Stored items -
┌──

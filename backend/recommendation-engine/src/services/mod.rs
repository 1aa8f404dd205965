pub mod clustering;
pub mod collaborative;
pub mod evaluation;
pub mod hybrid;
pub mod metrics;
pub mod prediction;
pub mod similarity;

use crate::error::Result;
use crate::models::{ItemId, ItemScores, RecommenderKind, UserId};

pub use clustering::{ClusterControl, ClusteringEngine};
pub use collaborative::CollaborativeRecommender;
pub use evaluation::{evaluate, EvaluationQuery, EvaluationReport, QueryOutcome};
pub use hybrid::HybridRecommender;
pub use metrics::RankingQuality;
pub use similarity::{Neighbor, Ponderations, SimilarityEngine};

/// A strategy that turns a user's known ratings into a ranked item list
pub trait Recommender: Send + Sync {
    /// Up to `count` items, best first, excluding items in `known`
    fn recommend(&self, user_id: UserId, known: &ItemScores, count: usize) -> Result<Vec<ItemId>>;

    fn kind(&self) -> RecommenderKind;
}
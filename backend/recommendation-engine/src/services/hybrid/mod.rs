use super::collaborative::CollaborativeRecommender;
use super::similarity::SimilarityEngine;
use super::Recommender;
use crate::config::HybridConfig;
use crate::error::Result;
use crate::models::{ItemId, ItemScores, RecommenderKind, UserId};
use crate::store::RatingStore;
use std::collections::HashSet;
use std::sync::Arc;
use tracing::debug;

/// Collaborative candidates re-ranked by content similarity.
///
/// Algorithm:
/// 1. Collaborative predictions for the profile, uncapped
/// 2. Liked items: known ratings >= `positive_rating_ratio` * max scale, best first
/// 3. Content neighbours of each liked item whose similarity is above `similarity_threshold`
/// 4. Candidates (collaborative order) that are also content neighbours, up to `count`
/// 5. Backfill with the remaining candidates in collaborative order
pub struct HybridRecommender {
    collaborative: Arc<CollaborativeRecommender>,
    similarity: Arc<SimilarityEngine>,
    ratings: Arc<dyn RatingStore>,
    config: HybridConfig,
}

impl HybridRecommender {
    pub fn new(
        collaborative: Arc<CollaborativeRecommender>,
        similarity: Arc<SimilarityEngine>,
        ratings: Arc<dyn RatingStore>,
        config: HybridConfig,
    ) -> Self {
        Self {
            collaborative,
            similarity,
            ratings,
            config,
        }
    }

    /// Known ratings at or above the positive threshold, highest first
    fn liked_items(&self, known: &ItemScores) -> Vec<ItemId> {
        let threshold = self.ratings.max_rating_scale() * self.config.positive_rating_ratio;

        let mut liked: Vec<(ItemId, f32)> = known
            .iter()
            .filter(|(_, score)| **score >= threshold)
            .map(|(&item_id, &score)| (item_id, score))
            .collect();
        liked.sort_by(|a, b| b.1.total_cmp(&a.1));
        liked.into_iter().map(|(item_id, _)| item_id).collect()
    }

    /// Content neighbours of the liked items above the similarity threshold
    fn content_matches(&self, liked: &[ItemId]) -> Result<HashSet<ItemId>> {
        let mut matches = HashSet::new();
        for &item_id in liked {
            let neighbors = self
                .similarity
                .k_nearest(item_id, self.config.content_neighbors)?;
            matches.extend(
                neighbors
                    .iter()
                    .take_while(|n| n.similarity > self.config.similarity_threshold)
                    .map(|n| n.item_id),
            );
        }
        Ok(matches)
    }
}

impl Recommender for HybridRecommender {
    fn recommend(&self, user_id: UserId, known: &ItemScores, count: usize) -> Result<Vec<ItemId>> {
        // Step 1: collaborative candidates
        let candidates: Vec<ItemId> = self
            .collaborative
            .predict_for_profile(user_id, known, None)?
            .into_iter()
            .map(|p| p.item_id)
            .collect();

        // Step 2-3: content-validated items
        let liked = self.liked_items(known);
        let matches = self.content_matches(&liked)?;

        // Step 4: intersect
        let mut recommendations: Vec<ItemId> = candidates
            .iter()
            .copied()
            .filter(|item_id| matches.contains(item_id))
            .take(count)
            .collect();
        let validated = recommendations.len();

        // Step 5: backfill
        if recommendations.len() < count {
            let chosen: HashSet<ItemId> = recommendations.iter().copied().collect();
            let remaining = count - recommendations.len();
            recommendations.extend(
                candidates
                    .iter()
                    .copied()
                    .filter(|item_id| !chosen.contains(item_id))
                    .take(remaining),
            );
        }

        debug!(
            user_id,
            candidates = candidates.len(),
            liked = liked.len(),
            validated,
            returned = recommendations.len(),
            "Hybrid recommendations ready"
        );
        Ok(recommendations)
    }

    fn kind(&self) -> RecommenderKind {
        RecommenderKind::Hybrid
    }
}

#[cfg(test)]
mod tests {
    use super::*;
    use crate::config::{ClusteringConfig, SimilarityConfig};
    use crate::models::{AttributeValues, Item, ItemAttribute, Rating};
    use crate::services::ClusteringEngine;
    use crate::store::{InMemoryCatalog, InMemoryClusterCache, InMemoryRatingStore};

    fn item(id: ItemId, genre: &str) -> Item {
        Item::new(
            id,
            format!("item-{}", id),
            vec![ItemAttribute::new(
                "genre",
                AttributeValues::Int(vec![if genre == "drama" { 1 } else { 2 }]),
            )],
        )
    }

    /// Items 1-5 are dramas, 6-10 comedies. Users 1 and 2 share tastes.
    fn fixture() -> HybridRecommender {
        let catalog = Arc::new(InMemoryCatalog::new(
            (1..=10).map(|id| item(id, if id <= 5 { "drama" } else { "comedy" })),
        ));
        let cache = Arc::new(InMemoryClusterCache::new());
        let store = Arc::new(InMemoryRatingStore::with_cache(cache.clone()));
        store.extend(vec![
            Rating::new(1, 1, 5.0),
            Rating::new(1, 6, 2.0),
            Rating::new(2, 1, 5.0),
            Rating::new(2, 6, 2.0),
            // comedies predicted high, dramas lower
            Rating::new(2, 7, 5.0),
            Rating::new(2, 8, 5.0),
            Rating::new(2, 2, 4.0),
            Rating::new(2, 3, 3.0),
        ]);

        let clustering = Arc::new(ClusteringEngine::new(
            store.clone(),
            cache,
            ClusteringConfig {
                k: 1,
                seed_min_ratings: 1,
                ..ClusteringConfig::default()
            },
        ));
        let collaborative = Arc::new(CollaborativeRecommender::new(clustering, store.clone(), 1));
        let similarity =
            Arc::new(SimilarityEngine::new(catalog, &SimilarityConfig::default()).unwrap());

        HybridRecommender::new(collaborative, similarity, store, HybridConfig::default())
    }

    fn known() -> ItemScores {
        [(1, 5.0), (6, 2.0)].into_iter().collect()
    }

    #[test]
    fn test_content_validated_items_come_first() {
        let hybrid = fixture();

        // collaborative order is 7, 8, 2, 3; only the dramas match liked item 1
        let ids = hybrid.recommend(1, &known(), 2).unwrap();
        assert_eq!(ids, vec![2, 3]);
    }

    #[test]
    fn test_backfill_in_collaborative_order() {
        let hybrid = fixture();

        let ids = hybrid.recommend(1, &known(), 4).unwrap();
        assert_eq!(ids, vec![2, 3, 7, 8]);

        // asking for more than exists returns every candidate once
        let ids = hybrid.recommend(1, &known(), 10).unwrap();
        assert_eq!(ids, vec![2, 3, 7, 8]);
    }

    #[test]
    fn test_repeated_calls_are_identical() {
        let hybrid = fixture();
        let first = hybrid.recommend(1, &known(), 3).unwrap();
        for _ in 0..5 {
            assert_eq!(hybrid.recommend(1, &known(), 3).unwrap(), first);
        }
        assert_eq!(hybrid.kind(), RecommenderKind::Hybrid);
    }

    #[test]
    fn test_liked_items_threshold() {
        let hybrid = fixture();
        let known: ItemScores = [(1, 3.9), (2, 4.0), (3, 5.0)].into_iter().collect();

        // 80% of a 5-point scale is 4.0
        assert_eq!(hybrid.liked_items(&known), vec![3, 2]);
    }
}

└──

Starting at the first line of the records, print each line exactly, stopping after the line that contains "use tracing::debug;".

filename backend/recommendation-engine/src/services/mod.rs
repository 1aa8f404dd205965
pub mod clustering;
pub mod collaborative;
pub mod evaluation;
pub mod hybrid;
pub mod metrics;
pub mod prediction;
pub mod similarity;

use crate::error::Result;
use crate::models::{ItemId, ItemScores, RecommenderKind, UserId};

pub use clustering::{ClusterControl, ClusteringEngine};
pub use collaborative::CollaborativeRecommender;
pub use evaluation::{evaluate, EvaluationQuery, EvaluationReport, QueryOutcome};
pub use hybrid::HybridRecommender;
pub use metrics::RankingQuality;
pub use similarity::{Neighbor, Ponderations, SimilarityEngine};

/// A strategy that turns a user's known ratings into a ranked item list
pub trait Recommender: Send + Sync {
    /// Up to `count` items, best first, excluding items in `known`
    fn recommend(&self, user_id: UserId, known: &ItemScores, count: usize) -> Result<Vec<ItemId>>;

    fn kind(&self) -> RecommenderKind;
}
filename backend/recommendation-engine/src/services/hybrid/mod.rs
use super::collaborative::CollaborativeRecommender;
use super::similarity::SimilarityEngine;
use super::Recommender;
use crate::config::HybridConfig;
use crate::error::Result;
use crate::models::{ItemId, ItemScores, RecommenderKind, UserId};
use crate::store::RatingStore;
use std::collections::HashSet;
use std::sync::Arc;
use tracing::debug;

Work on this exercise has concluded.